The E6 oncoprotein of <high risk> human papillomaviruses (HPV) promotes oncogenesis by inactivating tumor suppressor protein p53 i. e. it binds to and enhances the degradation of p53. To study whether inactivation of p53 is solely responsible for E6-induced oncogenesis, we constructed several plasmid vectors expressing wild-type (wt) or mutant (mt) E6 proteins. RKO cells that express wt p53 were stably transfected with these plasmids and challenged with DNA damaging agents. The level of p53 was significantly increased by DNA damaging agents in control cells and cells transfected with plasmids expressing mt E6 that do not bind to p53. As expected, p53 did not increase in cells transfected with plasmids expressing mt E6 that do bind to p53. To investigate the oncogenic effect of these various E6 proteins, we determined the mutation frequency of the hprt locus in control cells and cells expressing different E6 proteins.

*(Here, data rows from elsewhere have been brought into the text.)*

//! Agent configuration schema (§6 "External Interfaces").
//!
//! These are plain, `serde`-deserializable structs mirroring the
//! recognized HCL/JSON options. Loading them from files, merging CLI
//! flags, and HCL parsing itself are named-but-external collaborators
//! (the CLI/HCL loader is out of scope per §1) — this module only
//! defines the shape components agree on.

use std::collections::HashMap;
use std::path::PathBuf;
use std::time::Duration;

use serde::{Deserialize, Serialize};

/// `log_level` values (§6).
#[derive(Debug, Clone, Copy, PartialEq, Eq, Serialize, Deserialize, Default)]
#[serde(rename_all = "UPPERCASE")]
pub enum LogLevel {
    Trace,
    Debug,
    #[default]
    Info,
    Warn,
    Error,
}

/// One configured plugin instance (`apm`/`target`/`strategy` blocks, §6).
#[derive(Debug, Clone, PartialEq, Serialize, Deserialize)]
pub struct PluginInstanceConfig {
    /// Configured instance name, used by policies to reference it.
    pub name: String,
    /// Driver: `"built-in"` or an external binary name.
    pub driver: String,
    /// Args passed to an external driver's process.
    #[serde(default)]
    pub args: Vec<String>,
    /// Free-form plugin config, passed to `SetConfig`.
    #[serde(default)]
    pub config: HashMap<String, String>,
}

/// `policy { source "nomad"|"file" { enabled } }` (§6).
#[derive(Debug, Clone, PartialEq, Serialize, Deserialize, Default)]
pub struct PolicySourceConfig {
    /// Whether this source is active.
    pub enabled: bool,
}

/// `policy { ... }` (§6).
#[derive(Debug, Clone, PartialEq, Serialize, Deserialize)]
pub struct PolicyConfig {
    /// Directory the file source watches.
    pub dir: Option<PathBuf>,
    /// Default cooldown applied when a policy omits one.
    #[serde(with = "humantime_secs")]
    pub default_cooldown: Duration,
    /// Default evaluation interval applied when a policy omits one.
    #[serde(with = "humantime_secs")]
    pub default_evaluation_interval: Duration,
    /// Nomad policy source config.
    pub nomad_source: PolicySourceConfig,
    /// File policy source config.
    pub file_source: PolicySourceConfig,
}

impl Default for PolicyConfig {
    fn default() -> Self {
        Self {
            dir: None,
            default_cooldown: Duration::from_secs(300),
            default_evaluation_interval: Duration::from_secs(10),
            nomad_source: PolicySourceConfig { enabled: true },
            file_source: PolicySourceConfig { enabled: false },
        }
    }
}

/// `policy_eval { workers { ... } }` (§6).
#[derive(Debug, Clone, PartialEq, Serialize, Deserialize)]
pub struct WorkerPoolsConfig {
    /// Number of `horizontal`-queue workers.
    pub horizontal: usize,
    /// Number of `cluster`-queue workers.
    pub cluster: usize,
}

impl Default for WorkerPoolsConfig {
    fn default() -> Self {
        Self {
            horizontal: 2,
            cluster: 2,
        }
    }
}

/// `policy_eval { ... }` (§6).
#[derive(Debug, Clone, PartialEq, Serialize, Deserialize)]
pub struct PolicyEvalConfig {
    /// Max redelivery attempts before an evaluation is dropped.
    pub delivery_limit: u32,
    /// How long a dequeued evaluation may stay un-acked.
    #[serde(with = "humantime_secs")]
    pub ack_timeout: Duration,
    /// Grace period after agent start before the first evaluation runs.
    #[serde(with = "humantime_secs")]
    pub evaluate_after: Duration,
    /// Per-queue worker pool sizes.
    pub workers: WorkerPoolsConfig,
}

impl Default for PolicyEvalConfig {
    fn default() -> Self {
        Self {
            delivery_limit: 1,
            ack_timeout: Duration::from_secs(5 * 60),
            evaluate_after: Duration::ZERO,
            workers: WorkerPoolsConfig::default(),
        }
    }
}

/// `nomad { ... }` (§6). The core never opens this connection itself —
/// it is handed to the `NomadApiClient` collaborator.
#[derive(Debug, Clone, PartialEq, Serialize, Deserialize, Default)]
pub struct NomadConfig {
    pub address: Option<String>,
    pub region: Option<String>,
    pub namespace: Option<String>,
    pub token: Option<String>,
    pub http_auth: Option<String>,
    pub ca_cert: Option<String>,
    pub ca_path: Option<String>,
    pub client_cert: Option<String>,
    pub client_key: Option<String>,
    pub tls_server_name: Option<String>,
    pub skip_verify: bool,
    #[serde(with = "humantime_secs_opt", default)]
    pub block_query_wait_time: Option<Duration>,
}

/// `ha { consul { ... } }` (§6).
#[derive(Debug, Clone, PartialEq, Serialize, Deserialize, Default)]
pub struct HaCatalogConfig {
    pub service_name: String,
}

/// `ha { ... }` (§6).
#[derive(Debug, Clone, PartialEq, Serialize, Deserialize, Default)]
pub struct HaConfig {
    pub enabled: bool,
    pub consul: HaCatalogConfig,
}

/// Top-level agent configuration (§6).
#[derive(Debug, Clone, PartialEq, Serialize, Deserialize)]
pub struct AgentConfig {
    pub log_level: LogLevel,
    #[serde(default)]
    pub log_json: bool,
    #[serde(default)]
    pub enable_debug: bool,
    pub plugin_dir: PathBuf,
    #[serde(default)]
    pub policy: PolicyConfig,
    #[serde(default)]
    pub policy_eval: PolicyEvalConfig,
    #[serde(default)]
    pub nomad: NomadConfig,
    #[serde(default)]
    pub ha: HaConfig,
    #[serde(default)]
    pub apm: Vec<PluginInstanceConfig>,
    #[serde(default)]
    pub target: Vec<PluginInstanceConfig>,
    #[serde(default)]
    pub strategy: Vec<PluginInstanceConfig>,
}

impl Default for AgentConfig {
    fn default() -> Self {
        Self {
            log_level: LogLevel::default(),
            log_json: false,
            enable_debug: false,
            plugin_dir: PathBuf::from("/tmp/scalecore/plugins"),
            policy: PolicyConfig::default(),
            policy_eval: PolicyEvalConfig::default(),
            nomad: NomadConfig::default(),
            ha: HaConfig::default(),
            apm: Vec::new(),
            target: Vec::new(),
            strategy: Vec::new(),
        }
    }
}

mod humantime_secs {
    use serde::{Deserialize, Deserializer, Serialize, Serializer};
    use std::time::Duration;

    pub fn serialize<S: Serializer>(d: &Duration, s: S) -> Result<S::Ok, S::Error> {
        d.as_secs().serialize(s)
    }

    pub fn deserialize<'de, D: Deserializer<'de>>(d: D) -> Result<Duration, D::Error> {
        Ok(Duration::from_secs(u64::deserialize(d)?))
    }
}

mod humantime_secs_opt {
    use serde::{Deserialize, Deserializer, Serialize, Serializer};
    use std::time::Duration;

    pub fn serialize<S: Serializer>(d: &Option<Duration>, s: S) -> Result<S::Ok, S::Error> {
        d.map(|v| v.as_secs()).serialize(s)
    }

    pub fn deserialize<'de, D: Deserializer<'de>>(d: D) -> Result<Option<Duration>, D::Error> {
        Ok(Option::<u64>::deserialize(d)?.map(Duration::from_secs))
    }
}
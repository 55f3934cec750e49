//! The Plugin Fleet (§4.1): launches configured plugin instances,
//! dispenses them to callers by name, and reloads the fleet when config
//! changes.

use std::collections::HashMap;
use std::sync::Arc;

use parking_lot::RwLock;
use tracing::{info, warn};

use crate::builtin::BuiltinRegistry;
use crate::error::{PluginError, Result};
use crate::process::{ExternalApm, ExternalPluginProcess, ExternalStrategy, ExternalTarget};
use crate::traits::{Apm, PluginKind, Strategy, Target};

/// One configured plugin instance, as the fleet's caller supplies it to
/// `Load`/`Reload`.
#[derive(Debug, Clone, PartialEq, Eq)]
pub struct PluginInstanceSpec {
    /// The instance name policies reference (`apm`/`strategy`/`target`
    /// fields in a policy or check).
    pub name: String,
    /// The driver to launch: either a built-in driver name registered in
    /// a [`BuiltinRegistry`], or an external binary path.
    pub driver: String,
    /// Arguments passed to an external driver binary. Ignored for
    /// built-ins.
    pub args: Vec<String>,
    /// `true` if `driver` names an external binary rather than a
    /// built-in driver.
    pub external: bool,
    /// Config pushed to the instance via `SetConfig` after launch.
    pub config: HashMap<String, String>,
}

enum Instance {
    Apm(Arc<dyn Apm>),
    Target(Arc<dyn Target>),
    Strategy(Arc<dyn Strategy>),
}

struct LiveInstance {
    spec: PluginInstanceSpec,
    kind: PluginKind,
    instance: Instance,
    /// Set only for externally-launched instances, so `KillPlugins` can
    /// terminate the subprocess.
    process: Option<Arc<ExternalPluginProcess>>,
}

/// Dispenses APM/target/strategy plugin instances by name, and tracks
/// enough state to diff and reload the fleet on config changes (§4.1).
pub struct PluginFleet {
    builtins: BuiltinRegistry,
    instances: RwLock<HashMap<String, LiveInstance>>,
}

impl PluginFleet {
    /// An empty fleet backed by `builtins` for built-in driver lookups.
    #[must_use]
    pub fn new(builtins: BuiltinRegistry) -> Self {
        Self {
            builtins,
            instances: RwLock::new(HashMap::new()),
        }
    }

    /// Launches every instance in `specs`, pushes its config, and adds it
    /// to the dispense map. Partial failures do not roll back successful
    /// launches (§4.1); if any instance fails, the launched ones remain
    /// active and a [`PluginError::Multi`] is returned summarizing the
    /// failures.
    ///
    /// # Errors
    ///
    /// Returns [`PluginError::Multi`] if one or more instances in `specs`
    /// failed to launch or configure.
    pub async fn load(&self, specs: Vec<(PluginKind, PluginInstanceSpec)>) -> Result<()> {
        let total = specs.len();
        let mut failures = Vec::new();
        for (kind, spec) in specs {
            let name = spec.name.clone();
            match self.load_one(kind, spec).await {
                Ok(()) => info!(name, kind = kind.label(), "loaded plugin instance"),
                Err(e) => {
                    warn!(name, kind = kind.label(), error = %e, "failed to load plugin instance");
                    failures.push(e);
                }
            }
        }
        if failures.is_empty() {
            Ok(())
        } else {
            let failed = failures.len();
            Err(PluginError::Multi(failed, total, failures))
        }
    }

    async fn load_one(&self, kind: PluginKind, spec: PluginInstanceSpec) -> Result<()> {
        let (instance, process) = if spec.external {
            let process = Arc::new(
                ExternalPluginProcess::spawn(&spec.driver, &spec.args, kind, &spec.name).await?,
            );
            let instance = match kind {
                PluginKind::Apm => Instance::Apm(Arc::new(ExternalApm(process.clone()))),
                PluginKind::Target => Instance::Target(Arc::new(ExternalTarget(process.clone()))),
                PluginKind::Strategy => {
                    Instance::Strategy(Arc::new(ExternalStrategy(process.clone())))
                }
            };
            (instance, Some(process))
        } else {
            let instance = match kind {
                PluginKind::Apm => Instance::Apm(self.builtins.build_apm(&spec.driver, &spec.name).ok_or_else(
                    || PluginError::NotFound {
                        name: spec.driver.clone(),
                        kind: kind.label(),
                    },
                )?),
                PluginKind::Target => {
                    Instance::Target(self.builtins.build_target(&spec.driver, &spec.name).ok_or_else(
                        || PluginError::NotFound {
                            name: spec.driver.clone(),
                            kind: kind.label(),
                        },
                    )?)
                }
                PluginKind::Strategy => Instance::Strategy(
                    self.builtins
                        .build_strategy(&spec.driver, &spec.name)
                        .ok_or_else(|| PluginError::NotFound {
                            name: spec.driver.clone(),
                            kind: kind.label(),
                        })?,
                ),
            };
            (instance, None)
        };

        let config_result = match &instance {
            Instance::Apm(p) => p.set_config(spec.config.clone()).await,
            Instance::Target(p) => p.set_config(spec.config.clone()).await,
            Instance::Strategy(p) => p.set_config(spec.config.clone()).await,
        };
        if let Err(e) = config_result {
            if let Some(process) = process {
                warn!(name = %spec.name, kind = kind.label(), "killing instance after config handshake failure");
                process.kill().await;
            }
            return Err(e);
        }

        self.instances.write().insert(
            spec.name.clone(),
            LiveInstance {
                spec,
                kind,
                instance,
                process,
            },
        );
        Ok(())
    }

    /// Returns the named APM instance.
    ///
    /// # Errors
    ///
    /// Returns [`PluginError::NotFound`] if no instance is registered
    /// under `name`, or [`PluginError::WrongType`] if it is registered as
    /// a different kind.
    pub fn get_apm(&self, name: &str) -> Result<Arc<dyn Apm>> {
        match self.lookup(name, PluginKind::Apm)?.instance {
            Instance::Apm(p) => Ok(p),
            _ => unreachable!("lookup enforces kind"),
        }
    }

    /// Returns the named target instance.
    ///
    /// # Errors
    ///
    /// Returns [`PluginError::NotFound`] if no instance is registered
    /// under `name`, or [`PluginError::WrongType`] if it is registered as
    /// a different kind.
    pub fn get_target(&self, name: &str) -> Result<Arc<dyn Target>> {
        match self.lookup(name, PluginKind::Target)?.instance {
            Instance::Target(p) => Ok(p),
            _ => unreachable!("lookup enforces kind"),
        }
    }

    /// Returns the named strategy instance.
    ///
    /// # Errors
    ///
    /// Returns [`PluginError::NotFound`] if no instance is registered
    /// under `name`, or [`PluginError::WrongType`] if it is registered as
    /// a different kind.
    pub fn get_strategy(&self, name: &str) -> Result<Arc<dyn Strategy>> {
        match self.lookup(name, PluginKind::Strategy)?.instance {
            Instance::Strategy(p) => Ok(p),
            _ => unreachable!("lookup enforces kind"),
        }
    }

    fn lookup(&self, name: &str, kind: PluginKind) -> Result<LiveInstanceSnapshot> {
        let instances = self.instances.read();
        let live = instances.get(name).ok_or_else(|| PluginError::NotFound {
            name: name.to_string(),
            kind: kind.label(),
        })?;
        if live.kind != kind {
            return Err(PluginError::WrongType {
                name: name.to_string(),
                requested_kind: kind.label(),
                actual_kind: live.kind.label(),
            });
        }
        Ok(LiveInstanceSnapshot {
            instance: clone_instance(&live.instance),
        })
    }

    /// Diffs `specs` against the currently loaded instances by deep
    /// equality of their [`PluginInstanceSpec`]: unchanged instances are
    /// left running, changed or new ones are (re-)launched, and instances
    /// no longer present in `specs` are killed and dropped (§4.1).
    ///
    /// # Errors
    ///
    /// Returns [`PluginError::Multi`] if any new or changed instance
    /// failed to (re-)launch; instances that did launch, and the kill of
    /// removed instances, still take effect.
    pub async fn reload(&self, specs: Vec<(PluginKind, PluginInstanceSpec)>) -> Result<()> {
        let wanted: HashMap<String, (PluginKind, PluginInstanceSpec)> =
            specs.into_iter().map(|(k, s)| (s.name.clone(), (k, s))).collect();

        let stale: Vec<String> = {
            let instances = self.instances.read();
            instances
                .iter()
                .filter(|(name, live)| match wanted.get(*name) {
                    None => true,
                    Some((kind, spec)) => *kind != live.kind || *spec != live.spec,
                })
                .map(|(name, _)| name.clone())
                .collect()
        };
        for name in &stale {
            self.kill_one(name).await;
        }

        let to_load: Vec<(PluginKind, PluginInstanceSpec)> = {
            let instances = self.instances.read();
            wanted
                .into_iter()
                .filter(|(name, (kind, spec))| match instances.get(name) {
                    Some(live) => live.kind != *kind || live.spec != *spec,
                    None => true,
                })
                .map(|(_, v)| v)
                .collect()
        };
        if to_load.is_empty() {
            Ok(())
        } else {
            self.load(to_load).await
        }
    }

    async fn kill_one(&self, name: &str) {
        let process = self.instances.write().remove(name).and_then(|live| live.process);
        if let Some(process) = process {
            process.kill().await;
        }
    }

    /// Kills every externally-launched plugin process and clears the
    /// dispense map (§4.1, called at agent shutdown).
    pub async fn kill_plugins(&self) {
        let removed: Vec<LiveInstance> = self.instances.write().drain().map(|(_, v)| v).collect();
        for live in removed {
            if let Some(process) = live.process {
                process.kill().await;
            }
        }
    }

    /// Names and kinds of every currently loaded instance, for
    /// diagnostics.
    #[must_use]
    pub fn loaded(&self) -> Vec<(String, PluginKind)> {
        self.instances
            .read()
            .values()
            .map(|live| (live.spec.name.clone(), live.kind))
            .collect()
    }
}

struct LiveInstanceSnapshot {
    instance: Instance,
}

fn clone_instance(instance: &Instance) -> Instance {
    match instance {
        Instance::Apm(p) => Instance::Apm(p.clone()),
        Instance::Target(p) => Instance::Target(p.clone()),
        Instance::Strategy(p) => Instance::Strategy(p.clone()),
    }
}

#[cfg(test)]
mod tests {
    use super::*;

    fn test_fleet() -> PluginFleet {
        PluginFleet::new(BuiltinRegistry::with_test_doubles())
    }

    fn apm_spec(name: &str) -> (PluginKind, PluginInstanceSpec) {
        (
            PluginKind::Apm,
            PluginInstanceSpec {
                name: name.to_string(),
                driver: "test-noop-apm".to_string(),
                args: Vec::new(),
                external: false,
                config: HashMap::new(),
            },
        )
    }

    #[tokio::test]
    async fn load_then_get_dispenses_instance() {
        let fleet = test_fleet();
        fleet.load(vec![apm_spec("apm-a")]).await.expect("load ok");
        let apm = fleet.get_apm("apm-a").expect("apm present");
        assert_eq!(apm.plugin_info().name, "apm-a");
    }

    #[tokio::test]
    async fn get_unknown_name_is_not_found() {
        let fleet = test_fleet();
        let err = fleet.get_apm("missing").unwrap_err();
        assert!(matches!(err, PluginError::NotFound { .. }));
    }

    #[tokio::test]
    async fn get_wrong_kind_errors() {
        let fleet = test_fleet();
        fleet.load(vec![apm_spec("apm-a")]).await.expect("load ok");
        let err = fleet.get_target("apm-a").unwrap_err();
        assert!(matches!(err, PluginError::WrongType { .. }));
    }

    #[tokio::test]
    async fn load_failure_reports_multi_but_keeps_successes() {
        let fleet = test_fleet();
        let bad = (
            PluginKind::Apm,
            PluginInstanceSpec {
                name: "apm-bad".to_string(),
                driver: "no-such-driver".to_string(),
                args: Vec::new(),
                external: false,
                config: HashMap::new(),
            },
        );
        let err = fleet
            .load(vec![apm_spec("apm-good"), bad])
            .await
            .unwrap_err();
        assert!(matches!(err, PluginError::Multi(1, 2, _)));
        assert!(fleet.get_apm("apm-good").is_ok());
        assert!(fleet.get_apm("apm-bad").is_err());
    }

    #[tokio::test]
    async fn reload_removes_instances_no_longer_present() {
        let fleet = test_fleet();
        fleet.load(vec![apm_spec("apm-a")]).await.expect("load ok");
        fleet.reload(vec![]).await.expect("reload ok");
        assert!(fleet.get_apm("apm-a").is_err());
    }

    #[tokio::test]
    async fn reload_leaves_unchanged_instances_alone() {
        let fleet = test_fleet();
        fleet.load(vec![apm_spec("apm-a")]).await.expect("load ok");
        fleet.reload(vec![apm_spec("apm-a")]).await.expect("reload ok");
        assert!(fleet.get_apm("apm-a").is_ok());
        assert_eq!(fleet.loaded().len(), 1);
    }

    #[tokio::test]
    async fn reload_relaunches_changed_instance_config() {
        let fleet = test_fleet();
        fleet.load(vec![apm_spec("apm-a")]).await.expect("load ok");
        let mut changed = apm_spec("apm-a");
        changed.1.config.insert("k".to_string(), "v".to_string());
        fleet.reload(vec![changed]).await.expect("reload ok");
        assert!(fleet.get_apm("apm-a").is_ok());
        assert_eq!(fleet.loaded().len(), 1);
    }

    #[tokio::test]
    async fn kill_plugins_clears_dispense_map() {
        let fleet = test_fleet();
        fleet.load(vec![apm_spec("apm-a")]).await.expect("load ok");
        fleet.kill_plugins().await;
        assert!(fleet.loaded().is_empty());
    }
}
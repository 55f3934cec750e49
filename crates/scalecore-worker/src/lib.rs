//! Workers (§4.7): dequeue evaluations, run checks, reduce group
//! actions, and drive `Target.Scale`; cluster scale-in node selection
//! (§4.8).

#![forbid(unsafe_code)]

pub mod error;
pub mod pool;
pub mod scale_in;
pub mod worker;

pub use error::{NodeNotReady, Result, ScaleInError};
pub use pool::WorkerPool;
pub use scale_in::{drain_and_terminate, select_nodes, NodeDrainer, NodeInfo, NodeState, SelectionStrategy};
pub use worker::Worker;
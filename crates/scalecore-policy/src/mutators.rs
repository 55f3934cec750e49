//! Policy mutators (§4.5.1): transformations applied to a policy after
//! it is read from a source and before it is handed to a handler.
//! Currently just the Nomad APM short-query expansion; additional
//! mutators are appended to `apply` in the same style.

use scalecore_core::{PolicyTarget, PolicyType, PoolIdentifier, ScalingPolicy, ScalingPolicyCheck};

/// The APM source name that gets short-query expansion.
const NOMAD_APM_SOURCE: &str = "nomad-apm";

/// Nomad's built-in APM only ever aggregates short queries by average.
const SHORT_QUERY_OP: &str = "avg";

/// Applies every registered mutator to `policy` in place.
pub fn apply(policy: &mut ScalingPolicy) {
    let target = policy.target.clone();
    let policy_type = policy.policy_type;
    for check in &mut policy.checks {
        expand_nomad_apm_short_query(check, &target, policy_type);
    }
}

/// Expands a bare Nomad-APM metric name (e.g. `"cpu"`) into the fully
/// qualified query Nomad's built-in APM expects (§4.5.1), using the
/// policy's own target identity:
///
/// - horizontal: `taskgroup_<op>_<metric>/<group>/<job>[@<namespace>]`
/// - cluster: `node_<op>_<metric>/<pool-value>/class`
///
/// A query that already contains a `/` is assumed fully qualified and
/// left alone.
fn expand_nomad_apm_short_query(
    check: &mut ScalingPolicyCheck,
    target: &PolicyTarget,
    policy_type: PolicyType,
) {
    if check.source != NOMAD_APM_SOURCE {
        return;
    }
    if check.query.contains('/') {
        return;
    }
    check.query = match policy_type {
        PolicyType::Horizontal => {
            let job = target.get("Job").unwrap_or_default();
            let group = target.get("Group").unwrap_or_default();
            let mut query = format!("taskgroup_{SHORT_QUERY_OP}_{}/{group}/{job}", check.query);
            if let Some(namespace) = target.get("Namespace").filter(|v| !v.is_empty()) {
                query.push('@');
                query.push_str(namespace);
            }
            query
        }
        PolicyType::Cluster => {
            let pool = PoolIdentifier::from_target_config(&target.config);
            let pool_value = pool.node_class.unwrap_or_default();
            format!("node_{SHORT_QUERY_OP}_{}/{pool_value}/class", check.query)
        }
    };
}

We found that cells expressing wt E6 and mt E6 (capable or incapable of binding to p53) showed notable increases in the mutation frequency at hprt locus compared with that of control cells. The elevation of mutation frequency in cells expressing mt E6 was similar to that in cells expressing wt E6. These data indicate that E6-induced mutagenicity is induced not only via p53 inactivation, but also via p53-independent pathways.